THOSE WHO have heard the White House tapes that were used as evidence in the courts as well as read the transcripts report that one doesn't work very well without the other. Just as it is difficult to follow what is being said without a transcript, so it is hard to understand the full meaning of the written words without actually hearing them spoken. And that is why, with the transcripts already available, it is so important for the public to have access to the tapes as well. Their availability would make it easier to judge the fairness of the courtroom verdicts against Nixon administration officials and, for that matter, to judge the outcome of the whole Watergate affair.

Unfortunately, the Supreme Court has, for now at least, delayed the time when those tapes will be available. By ruling that the news media cannot get access to copy the 22 hours of recordings used in court, the justices have lumped those recordings in with all the others that were seized under congressional order in 1974. Their avaliability will now depend on rules issued by the General Services Admimistration. Since those rules will certainly be challenged in court, it is not at all clear when, if ever, the courtroom tapes will become available. There is some irony and a bit of buck-passing in all this. GSA has been relying on the courts for guidance in drawing up those rules, and now the Supreme Court says GSA and Congress have "superior resources" to decide who, when and if the tapes can be released.

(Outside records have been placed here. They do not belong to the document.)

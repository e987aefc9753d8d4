//! In-process test client
//!
//! Sends requests straight to a [`Handler`] (usually a middleware chain),
//! keeping cookies between requests like a browser would.

use std::collections::BTreeMap;
use std::sync::{Arc, Mutex};

use hyper::header::{COOKIE, HeaderValue, SET_COOKIE};
use inertia_http::{Error, Handler, Method, Request, Response, Result, StatusCode};
use serde_json::Value;
use url::Url;

use crate::factory::{RequestFactory, TEST_HOST, TestRequestBuilder};

/// Redirects followed before giving up
pub const MAX_REDIRECTS: usize = 10;

/// Client with a cookie jar
///
/// # Examples
///
/// ```
/// use std::sync::Arc;
/// use inertia_http::{Handler, Request, Response, Result};
/// use inertia_test::TestClient;
///
/// struct Hello;
///
/// #[async_trait::async_trait]
/// impl Handler for Hello {
///     async fn handle(&self, _request: Request) -> Result<Response> {
///         Ok(Response::ok().with_body("hello"))
///     }
/// }
///
/// # tokio_test::block_on(async {
/// let client = TestClient::new(Arc::new(Hello));
/// let response = client.get("/").await.unwrap();
/// assert_eq!(response.text(), "hello");
/// # });
/// ```
pub struct TestClient {
	handler: Arc<dyn Handler>,
	factory: RequestFactory,
	cookies: Mutex<BTreeMap<String, String>>,
}

impl TestClient {
	pub fn new(handler: Arc<dyn Handler>) -> Self {
		Self::with_factory(handler, RequestFactory::new())
	}

	/// Client whose requests are protocol visits
	pub fn inertia(handler: Arc<dyn Handler>) -> Self {
		Self::with_factory(handler, RequestFactory::inertia())
	}

	pub fn with_factory(handler: Arc<dyn Handler>, factory: RequestFactory) -> Self {
		Self {
			handler,
			factory,
			cookies: Mutex::new(BTreeMap::new()),
		}
	}

	/// Start a request with this client's defaults
	pub fn request(&self, method: Method, path: &str) -> TestRequestBuilder {
		self.factory.request(method, path)
	}

	pub fn cookie(&self, name: &str) -> Option<String> {
		self.jar().get(name).cloned()
	}

	pub async fn get(&self, path: &str) -> Result<TestResponse> {
		self.send(self.request(Method::GET, path).build()?).await
	}

	pub async fn post(&self, path: &str) -> Result<TestResponse> {
		self.send(self.request(Method::POST, path).build()?).await
	}

	pub async fn put(&self, path: &str) -> Result<TestResponse> {
		self.send(self.request(Method::PUT, path).build()?).await
	}

	pub async fn patch(&self, path: &str) -> Result<TestResponse> {
		self.send(self.request(Method::PATCH, path).build()?).await
	}

	pub async fn delete(&self, path: &str) -> Result<TestResponse> {
		self.send(self.request(Method::DELETE, path).build()?).await
	}

	/// Send `request` with the jar's cookies, then store the cookies it sets
	///
	/// Handler errors are converted into their error responses.
	pub async fn send(&self, mut request: Request) -> Result<TestResponse> {
		let cookie_header = self.cookie_header();
		if !cookie_header.is_empty() {
			let value = HeaderValue::from_str(&cookie_header)
				.map_err(|e| Error::Http(format!("Invalid cookie header: {}", e)))?;
			request.headers.insert(COOKIE, value);
		}

		let response = match self.handler.handle(request).await {
			Ok(response) => response,
			Err(error) => Response::from(error),
		};
		self.store_cookies(&response);
		Ok(TestResponse { response })
	}

	/// GET the redirect targets of `response` until a non-redirect answer
	pub async fn follow(&self, mut response: TestResponse) -> Result<TestResponse> {
		for _ in 0..MAX_REDIRECTS {
			let Some(location) = response.redirect_target() else {
				return Ok(response);
			};
			response = self.get(&location).await?;
		}
		Err(Error::Internal(format!(
			"more than {} redirects",
			MAX_REDIRECTS
		)))
	}

	fn jar(&self) -> std::sync::MutexGuard<'_, BTreeMap<String, String>> {
		self.cookies.lock().unwrap_or_else(|e| e.into_inner())
	}

	fn cookie_header(&self) -> String {
		self.jar()
			.iter()
			.map(|(name, value)| format!("{}={}", name, value))
			.collect::<Vec<_>>()
			.join("; ")
	}

	fn store_cookies(&self, response: &Response) {
		let mut jar = self.jar();
		for header in response.headers.get_all(SET_COOKIE) {
			let Ok(cookie) = header.to_str() else {
				continue;
			};
			if let Some((name, value)) = cookie
				.split(';')
				.next()
				.and_then(|pair| pair.trim().split_once('='))
			{
				jar.insert(name.to_string(), value.to_string());
			}
		}
	}
}

/// Response wrapper with decoding helpers
#[derive(Debug, Clone)]
pub struct TestResponse {
	pub response: Response,
}

impl TestResponse {
	pub fn status(&self) -> StatusCode {
		self.response.status
	}

	pub fn header(&self, name: &str) -> Option<&str> {
		self.response.header(name)
	}

	pub fn text(&self) -> String {
		String::from_utf8_lossy(&self.response.body).into_owned()
	}

	pub fn json(&self) -> Result<Value> {
		Ok(serde_json::from_slice(&self.response.body)?)
	}

	/// Path to follow when this is a redirect to the test host
	pub fn redirect_target(&self) -> Option<String> {
		if !self.response.status.is_redirection() {
			return None;
		}
		let location = self.response.location()?;
		let base = Url::parse(&format!("http://{}/", TEST_HOST)).ok()?;
		let target = base.join(location).ok()?;
		if target.host_str() != Some(TEST_HOST) {
			return None;
		}
		Some(match target.query() {
			Some(query) => format!("{}?{}", target.path(), query),
			None => target.path().to_string(),
		})
	}
}

impl std::ops::Deref for TestResponse {
	type Target = Response;

	fn deref(&self) -> &Response {
		&self.response
	}
}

The court reached that result in a way that says less about Watergate than it does about the current trend toward secrecy in the courts and the persistent refusal of the Justice Department to accept modern technology. The seven-man najority did assert, for the first time, that there is a public right to inspect a copy judicial records, like the 22 hours of tape recordings. But then they proceeded to whittle down that right. Access to records and files, they said, can be denied if it is being sought "for improper purposes," such as promoting public scandal, gratifying private spite or seeking libelous statements as business secrets. But none of those reasons applies to the request for the White House tapes. So the justices seized upon the passage by Congress of a law governing the ultimate release of the originals of those tapes and ruled that the existence of that legislature procedure forecloses judicial consideration of the request. That idea was, you might say, the Supreme Court special - none of the lawyers or lower-court judges involved had thought of it. Indeed, the lawyers specifically rejected reliance on that law in arguing the case.

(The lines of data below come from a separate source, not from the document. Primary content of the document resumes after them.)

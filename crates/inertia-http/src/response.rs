use bytes::Bytes;
use hyper::header::{HeaderName, HeaderValue};
use hyper::{HeaderMap, StatusCode};
use serde::Serialize;

/// HTTP Response representation
#[derive(Debug, Clone)]
pub struct Response {
	pub status: StatusCode,
	pub headers: HeaderMap,
	pub body: Bytes,
}

impl Response {
	/// Create a new Response with the given status code
	///
	/// # Examples
	///
	/// ```
	/// use inertia_http::Response;
	/// use hyper::StatusCode;
	///
	/// let response = Response::new(StatusCode::OK);
	/// assert_eq!(response.status, StatusCode::OK);
	/// assert!(response.body.is_empty());
	/// ```
	pub fn new(status: StatusCode) -> Self {
		Self {
			status,
			headers: HeaderMap::new(),
			body: Bytes::new(),
		}
	}

	pub fn ok() -> Self {
		Self::new(StatusCode::OK)
	}

	pub fn not_found() -> Self {
		Self::new(StatusCode::NOT_FOUND)
	}

	pub fn conflict() -> Self {
		Self::new(StatusCode::CONFLICT)
	}

	pub fn internal_server_error() -> Self {
		Self::new(StatusCode::INTERNAL_SERVER_ERROR)
	}

	/// Create a Response with HTTP 301 Moved Permanently
	pub fn permanent_redirect(location: impl AsRef<str>) -> Self {
		Self::new(StatusCode::MOVED_PERMANENTLY).with_location(location.as_ref())
	}

	/// Create a Response with HTTP 302 Found (temporary redirect)
	///
	/// # Examples
	///
	/// ```
	/// use inertia_http::Response;
	/// use hyper::StatusCode;
	///
	/// let response = Response::temporary_redirect("/temp-location");
	/// assert_eq!(response.status, StatusCode::FOUND);
	/// assert_eq!(response.location(), Some("/temp-location"));
	/// ```
	pub fn temporary_redirect(location: impl AsRef<str>) -> Self {
		Self::new(StatusCode::FOUND).with_location(location.as_ref())
	}

	/// Create a Response with HTTP 303 See Other
	pub fn see_other(location: impl AsRef<str>) -> Self {
		Self::new(StatusCode::SEE_OTHER).with_location(location.as_ref())
	}

	pub fn with_status(mut self, status: StatusCode) -> Self {
		self.status = status;
		self
	}

	pub fn with_body(mut self, body: impl Into<Bytes>) -> Self {
		self.body = body.into();
		self
	}

	/// Set a header, replacing existing values; invalid names or values are ignored
	///
	/// # Examples
	///
	/// ```
	/// use inertia_http::Response;
	///
	/// let response = Response::ok().with_header("X-Inertia", "true");
	/// assert_eq!(response.header("x-inertia"), Some("true"));
	/// ```
	pub fn with_header(mut self, name: &str, value: &str) -> Self {
		if let Ok(header_name) = HeaderName::from_bytes(name.as_bytes())
			&& let Ok(header_value) = HeaderValue::from_str(value)
		{
			self.headers.insert(header_name, header_value);
		}
		self
	}

	pub fn with_location(mut self, location: &str) -> Self {
		if let Ok(value) = HeaderValue::from_str(location) {
			self.headers.insert(hyper::header::LOCATION, value);
		}
		self
	}

	/// Set the response body to JSON and add the matching Content-Type header
	///
	/// # Examples
	///
	/// ```
	/// use inertia_http::Response;
	/// use serde_json::json;
	///
	/// let response = Response::ok().with_json(&json!({"ok": true})).unwrap();
	/// assert_eq!(response.header("content-type"), Some("application/json"));
	/// assert_eq!(response.body, r#"{"ok":true}"#);
	/// ```
	pub fn with_json<T: Serialize>(mut self, data: &T) -> crate::Result<Self> {
		let json = serde_json::to_vec(data)?;
		self.body = Bytes::from(json);
		self.headers.insert(
			hyper::header::CONTENT_TYPE,
			HeaderValue::from_static("application/json"),
		);
		Ok(self)
	}

	/// Set an HTML body with the matching Content-Type header
	pub fn with_html(mut self, html: impl Into<String>) -> Self {
		self.body = Bytes::from(html.into());
		self.headers.insert(
			hyper::header::CONTENT_TYPE,
			HeaderValue::from_static("text/html; charset=utf-8"),
		);
		self
	}

	/// Append a Set-Cookie header without clobbering cookies set earlier
	pub fn append_cookie(&mut self, cookie: &str) -> crate::Result<()> {
		let value = HeaderValue::from_str(cookie)
			.map_err(|e| crate::Error::Internal(format!("Failed to create cookie header: {}", e)))?;
		self.headers.append(hyper::header::SET_COOKIE, value);
		Ok(())
	}

	pub fn header(&self, name: &str) -> Option<&str> {
		self.headers.get(name).and_then(|v| v.to_str().ok())
	}

	pub fn location(&self) -> Option<&str> {
		self.header(hyper::header::LOCATION.as_str())
	}

	/// True for 301 and 302 responses
	pub fn is_redirect(&self) -> bool {
		matches!(
			self.status,
			StatusCode::MOVED_PERMANENTLY | StatusCode::FOUND
		)
	}
}

impl From<crate::Error> for Response {
	fn from(error: crate::Error) -> Self {
		let status =
			StatusCode::from_u16(error.status_code()).unwrap_or(StatusCode::INTERNAL_SERVER_ERROR);
		let body = serde_json::json!({
			"error": error.to_string(),
		});

		Response::new(status)
			.with_json(&body)
			.unwrap_or_else(|_| Response::internal_server_error())
	}
}
//! Payload assertions
//!
//! Inclusion checks accept extra keys on the actual side; exact checks do not.
//! All of them panic with a JSON diff on mismatch.

use assert_json_diff::{assert_json_eq, assert_json_include};
use inertia_http::Response;
use serde_json::Value;

use crate::renderer::RecordingRenderer;

fn expect<T>(result: inertia_http::Result<T>, what: &str) -> T {
	match result {
		Ok(value) => value,
		Err(error) => panic!("cannot read {}: {}", what, error),
	}
}

/// The last rendered page's props contain `expected`
pub fn assert_includes_props(renderer: &RecordingRenderer, expected: Value) {
	let actual = expect(renderer.props(), "props");
	assert_json_include!(actual: actual, expected: expected);
}

/// The last rendered page's props equal `expected`
pub fn assert_has_exact_props(renderer: &RecordingRenderer, expected: Value) {
	let actual = expect(renderer.props(), "props");
	assert_json_eq!(actual, expected);
}

pub fn assert_includes_template_data(renderer: &RecordingRenderer, expected: Value) {
	let actual = expect(renderer.template_data(), "template data");
	assert_json_include!(actual: actual, expected: expected);
}

pub fn assert_has_exact_template_data(renderer: &RecordingRenderer, expected: Value) {
	let actual = expect(renderer.template_data(), "template data");
	assert_json_eq!(actual, expected);
}

pub fn assert_component_used(renderer: &RecordingRenderer, component: &str) {
	assert_eq!(expect(renderer.component(), "component"), component);
}

/// `response` is a JSON response whose body equals `expected`
pub fn assert_json_response(response: &Response, expected: Value) {
	assert_eq!(
		response.header("content-type"),
		Some("application/json"),
		"not a JSON response"
	);
	let actual: Value = match serde_json::from_slice(&response.body) {
		Ok(value) => value,
		Err(error) => panic!("response body is not JSON: {}", error),
	};
	assert_json_eq!(actual, expected);
}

Since no case like this one is likely to arise again, the precise ruling is not of great importance. But the overtones of the decision are. There is an indication that the justices were looking for a way - almost any way - to avoid making the tapes public and perhaps opening an era in which the sounds heard in a courtroom can also be heard at home. In doing so, however, they opened the way for a judge with a passion for secrecy to deny access to other records, like written documents on grounds that they are being sought for "improper reasons" or because some law governs their ultimate release. We have noted before the penchant for secrecy that already exists in lower courts. The same penchant is evident in this decison, particularly when it is taken together with the court's refusal recently to review a Florida case barring public access to the normally available transcripts of judge-lawyer conferences.

In a few years, we suspect, arguments about whether the public should be able to hear courtroom evidence like the Watergate tapes will be passe. Television and radio are beginning to broadcast trials in some state courts, and the trend is toward more such broadcasts. The Supreme Court should be guiding that trend by setting standards when it gets an opportunity. It could have helped by setting standards for the release of those tapes. Instead, it chose to resist technological change and, in the process, to create ways for courts to become more, rather than less, secretive.